If you are not already involved in your local GOP, then now is the time to get involved.
There may be vacancies in the local precinct organization and you should volunteer to fill that important role -- or help recruit sound people to fill that basic building block of a successful Party.
Finally, you can help knock down the idea that small government constitutional conservatives should bolt the Republican Party for one of the third parties.
There is a peculiar tendency for libertarians and constitutionalists to turn on anyone who works to change the Republican Party from within and that tendency has reared its ugly head again in the aftermath of the Romney debacle.
This is not really a new phenomenon – it has been going on since the 1950s, when William F. Buckley, Jr. began arguing that conservatives should take over the Republican Party and others, such as author Ayn Rand, argued for a separate movement.

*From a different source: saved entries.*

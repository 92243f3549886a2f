//! Database models.

use std::fmt;
use std::str::FromStr;

use serde::{Deserialize, Serialize};
use sqlx::types::Json;
use sqlx::FromRow;

/// Cached profile for an identity issued by the auth provider.
#[derive(Debug, Clone, PartialEq, Eq, Serialize, Deserialize, FromRow)]
pub struct User {
    /// Subject id from the auth provider.
    pub id: String,
    /// Full display name.
    pub full_name: Option<String>,
    /// Email address.
    pub email: Option<String>,
    /// Phone number in E.164 format.
    pub phone: Option<String>,
    /// Creation timestamp.
    pub created_at: String,
    /// Last update timestamp.
    pub updated_at: String,
}

/// Kind of health reading.
#[derive(Debug, Clone, Copy, PartialEq, Eq, Hash, Serialize, Deserialize, sqlx::Type)]
#[serde(rename_all = "snake_case")]
#[sqlx(rename_all = "snake_case")]
pub enum MetricType {
    BloodPressure,
    HeartRate,
    Temperature,
    Weight,
    Sleep,
}

impl MetricType {
    /// All metric types, in display order.
    pub const ALL: [MetricType; 5] = [
        MetricType::BloodPressure,
        MetricType::HeartRate,
        MetricType::Temperature,
        MetricType::Weight,
        MetricType::Sleep,
    ];

    /// Stored column value.
    pub fn as_str(&self) -> &'static str {
        match self {
            MetricType::BloodPressure => "blood_pressure",
            MetricType::HeartRate => "heart_rate",
            MetricType::Temperature => "temperature",
            MetricType::Weight => "weight",
            MetricType::Sleep => "sleep",
        }
    }

    /// Human-readable label used in notification text.
    pub fn label(&self) -> &'static str {
        match self {
            MetricType::BloodPressure => "blood pressure reading",
            MetricType::HeartRate => "heart rate reading",
            MetricType::Temperature => "temperature reading",
            MetricType::Weight => "weight reading",
            MetricType::Sleep => "sleep record",
        }
    }
}

impl fmt::Display for MetricType {
    fn fmt(&self, f: &mut fmt::Formatter<'_>) -> fmt::Result {
        f.write_str(self.as_str())
    }
}

impl FromStr for MetricType {
    type Err = String;

    fn from_str(s: &str) -> Result<Self, Self::Err> {
        MetricType::ALL
            .into_iter()
            .find(|t| t.as_str() == s)
            .ok_or_else(|| format!("unknown metric type: {}", s))
    }
}

/// A single health reading owned by one user.
#[derive(Debug, Clone, PartialEq, Eq, Serialize, Deserialize, FromRow)]
pub struct HealthMetric {
    pub id: String,
    pub owner_id: String,
    pub metric_type: MetricType,
    /// Reading value as entered (e.g. "120/80").
    pub value: String,
    pub unit: String,
    pub notes: Option<String>,
    /// When the reading was taken (RFC 3339, UTC).
    pub recorded_at: String,
    pub created_at: String,
    pub updated_at: String,
}

/// Fields for a new health reading.
#[derive(Debug, Clone, PartialEq, Eq, Serialize, Deserialize)]
pub struct NewHealthMetric {
    pub metric_type: MetricType,
    pub value: String,
    pub unit: String,
    pub notes: Option<String>,
    /// Defaults to now when absent.
    pub recorded_at: Option<String>,
}

/// Lifecycle of a reading request.
#[derive(Debug, Clone, Copy, PartialEq, Eq, Serialize, Deserialize, sqlx::Type)]
#[serde(rename_all = "snake_case")]
#[sqlx(rename_all = "snake_case")]
pub enum RequestStatus {
    Pending,
    Accepted,
    Declined,
}

impl RequestStatus {
    pub fn as_str(&self) -> &'static str {
        match self {
            RequestStatus::Pending => "pending",
            RequestStatus::Accepted => "accepted",
            RequestStatus::Declined => "declined",
        }
    }
}

/// A request from `requester_id` to read `owner_id`'s metrics.
#[derive(Debug, Clone, PartialEq, Eq, Serialize, Deserialize, FromRow)]
pub struct ReadingRequest {
    pub id: String,
    pub requester_id: String,
    pub owner_id: String,
    pub status: RequestStatus,
    pub message: Option<String>,
    pub created_at: String,
    pub updated_at: String,
}

/// State of a viewer's grant.
#[derive(Debug, Clone, Copy, PartialEq, Eq, Serialize, Deserialize, sqlx::Type)]
#[serde(rename_all = "snake_case")]
#[sqlx(rename_all = "snake_case")]
pub enum PermissionStatus {
    Active,
    Blocked,
}

impl PermissionStatus {
    pub fn as_str(&self) -> &'static str {
        match self {
            PermissionStatus::Active => "active",
            PermissionStatus::Blocked => "blocked",
        }
    }
}

/// One-way grant letting `viewer_id` read `owner_id`'s metrics.
#[derive(Debug, Clone, PartialEq, Eq, Serialize, Deserialize, FromRow)]
pub struct ReadingPermission {
    pub id: String,
    pub viewer_id: String,
    pub owner_id: String,
    pub status: PermissionStatus,
    pub created_at: String,
    pub updated_at: String,
}

/// What triggered a notification.
#[derive(Debug, Clone, Copy, PartialEq, Eq, Serialize, Deserialize, sqlx::Type)]
#[serde(rename_all = "snake_case")]
#[sqlx(rename_all = "snake_case")]
pub enum NotificationType {
    HealthMetric,
    ReadingRequest,
    ReadingAccepted,
}

impl NotificationType {
    pub fn as_str(&self) -> &'static str {
        match self {
            NotificationType::HealthMetric => "health_metric",
            NotificationType::ReadingRequest => "reading_request",
            NotificationType::ReadingAccepted => "reading_accepted",
        }
    }
}

/// An in-app notification.
#[derive(Debug, Clone, PartialEq, Serialize, Deserialize, FromRow)]
pub struct Notification {
    pub id: String,
    pub recipient_id: String,
    pub actor_id: Option<String>,
    pub notification_type: NotificationType,
    pub title: String,
    pub message: String,
    pub payload: Json<serde_json::Value>,
    pub is_read: bool,
    pub created_at: String,
}

/// Fields for a new notification.
#[derive(Debug, Clone, PartialEq)]
pub struct NewNotification {
    pub recipient_id: String,
    pub actor_id: Option<String>,
    pub notification_type: NotificationType,
    pub title: String,
    pub message: String,
    pub payload: serde_json::Value,
}

/// Out-of-app delivery channel.
#[derive(Debug, Clone, Copy, PartialEq, Eq, Hash, Serialize, Deserialize, sqlx::Type)]
#[serde(rename_all = "snake_case")]
#[sqlx(rename_all = "snake_case")]
pub enum Channel {
    Push,
    Email,
    Whatsapp,
}

impl Channel {
    pub const ALL: [Channel; 3] = [Channel::Push, Channel::Email, Channel::Whatsapp];

    pub fn as_str(&self) -> &'static str {
        match self {
            Channel::Push => "push",
            Channel::Email => "email",
            Channel::Whatsapp => "whatsapp",
        }
    }
}

impl fmt::Display for Channel {
    fn fmt(&self, f: &mut fmt::Formatter<'_>) -> fmt::Result {
        f.write_str(self.as_str())
    }
}

impl FromStr for Channel {
    type Err = String;

    fn from_str(s: &str) -> Result<Self, Self::Err> {
        match s.to_lowercase().as_str() {
            "push" => Ok(Channel::Push),
            "email" | "e-mail" => Ok(Channel::Email),
            "whatsapp" => Ok(Channel::Whatsapp),
            other => Err(format!("unknown channel: {}", other)),
        }
    }
}

/// Whether a user wants notifications on a channel.
#[derive(Debug, Clone, PartialEq, Eq, Serialize, Deserialize, FromRow)]
pub struct ChannelPreference {
    pub user_id: String,
    pub channel: Channel,
    pub enabled: bool,
    pub updated_at: String,
}

/// A channel-specific address: push endpoint, email address, or phone number.
#[derive(Debug, Clone, PartialEq, Eq, Serialize, Deserialize, FromRow)]
pub struct DeliveryDestination {
    pub id: String,
    pub user_id: String,
    pub channel: Channel,
    pub address: String,
    pub is_active: bool,
    pub last_error: Option<String>,
    pub created_at: String,
    pub deactivated_at: Option<String>,
}

/// Rendered content carried by a queue entry.
#[derive(Debug, Clone, PartialEq, Serialize, Deserialize)]
pub struct DeliveryContent {
    pub title: String,
    pub body: String,
    pub notification_type: NotificationType,
    #[serde(default)]
    pub data: serde_json::Value,
}

/// Queue entry state.
#[derive(Debug, Clone, Copy, PartialEq, Eq, Serialize, Deserialize, sqlx::Type)]
#[serde(rename_all = "snake_case")]
#[sqlx(rename_all = "snake_case")]
pub enum DeliveryStatus {
    Pending,
    Sent,
    Failed,
}

/// A pending or processed out-of-app delivery.
#[derive(Debug, Clone, PartialEq, Serialize, Deserialize, FromRow)]
pub struct DeliveryQueueEntry {
    pub id: String,
    pub notification_id: Option<String>,
    pub recipient_id: String,
    pub channel: Channel,
    pub content: Json<DeliveryContent>,
    pub status: DeliveryStatus,
    pub attempts: i64,
    pub retryable: bool,
    pub claim_token: Option<String>,
    pub claimed_at: Option<String>,
    pub attempted_at: Option<String>,
    pub error: Option<String>,
    pub created_at: String,
}

/// Result of sending to a single destination.
#[derive(Debug, Clone, Copy, PartialEq, Eq, Serialize, Deserialize, sqlx::Type)]
#[serde(rename_all = "snake_case")]
#[sqlx(rename_all = "snake_case")]
pub enum DeliveryOutcome {
    Delivered,
    PermanentlyInvalid,
    TransientError,
}

/// Per-destination delivery record.
#[derive(Debug, Clone, PartialEq, Eq, Serialize, Deserialize, FromRow)]
pub struct DeliveryAttempt {
    pub id: i64,
    pub entry_id: String,
    pub destination_id: String,
    pub outcome: DeliveryOutcome,
    pub error: Option<String>,
    pub attempted_at: String,
}

/// Author of a chat message.
#[derive(Debug, Clone, Copy, PartialEq, Eq, Serialize, Deserialize, sqlx::Type)]
#[serde(rename_all = "snake_case")]
#[sqlx(rename_all = "snake_case")]
pub enum ChatRole {
    User,
    Assistant,
}

impl ChatRole {
    pub fn as_str(&self) -> &'static str {
        match self {
            ChatRole::User => "user",
            ChatRole::Assistant => "assistant",
        }
    }
}

/// A persisted assistant conversation message.
#[derive(Debug, Clone, PartialEq, Eq, Serialize, Deserialize, FromRow)]
pub struct ChatMessage {
    pub id: i64,
    pub user_id: String,
    pub role: ChatRole,
    pub content: String,
    pub created_at: String,
}

/// Generate a new row id.
pub fn new_id() -> String {
    uuid::Uuid::new_v4().to_string()
}

#[cfg(test)]
mod tests {
    use super::*;

    #[test]
    fn test_metric_type_round_trip_str() {
        for t in MetricType::ALL {
            assert_eq!(t.as_str().parse::<MetricType>().unwrap(), t);
        }
        assert!("steps".parse::<MetricType>().is_err());
    }

    #[test]
    fn test_channel_from_str() {
        assert_eq!("push".parse::<Channel>().unwrap(), Channel::Push);
        assert_eq!("E-Mail".parse::<Channel>().unwrap(), Channel::Email);
        assert_eq!("WhatsApp".parse::<Channel>().unwrap(), Channel::Whatsapp);
        assert!("sms".parse::<Channel>().is_err());
    }

    #[test]
    fn test_enum_serde_snake_case() {
        let json = serde_json::to_string(&NotificationType::ReadingAccepted).unwrap();
        assert_eq!(json, "\"reading_accepted\"");
        let t: MetricType = serde_json::from_str("\"blood_pressure\"").unwrap();
        assert_eq!(t, MetricType::BloodPressure);
    }
}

The result of following the Buckley strategy has been the fairly steady advance – with occasional halts – of conservative ideas and the election of many conservative-minded candidates by the Republican Party.
On the other hand, Libertarians, while they have gained some recognition and added to their numbers, haven’t actually been electing candidates.
Congressman Ron Paul, the premier spokesman for Libertarian ideals, acknowledged this when he said if he had run as a Libertarian, no one would have listened to his ideas. By running for Congress and President as a Republican, however, Congressman Paul has pushed the GOP to become more Libertarian -- particularly on economic issues -- and Paul was able to see some of his ideas incorporated in this year's Republican Platform.
Unlike those running as Libertarians, many of Ron Paul's supporters whom he inspired to run for office as Republicans have been elected and are now making a difference in Congress and the state capitols.
Yes, the defeat of 2012 was frustrating, and frankly scary for the future of our country, but conservatives have been steadily working the plan envisioned by “the Buckley generation” for over 50 years. We have made great progress in the Republican Party, and more importantly, in public opinion at large. Now is not the time to give up, now is the time redouble our efforts to sell small government constitutional principles through a new generation of leaders, just as we did in 1980, 1994 and 2010.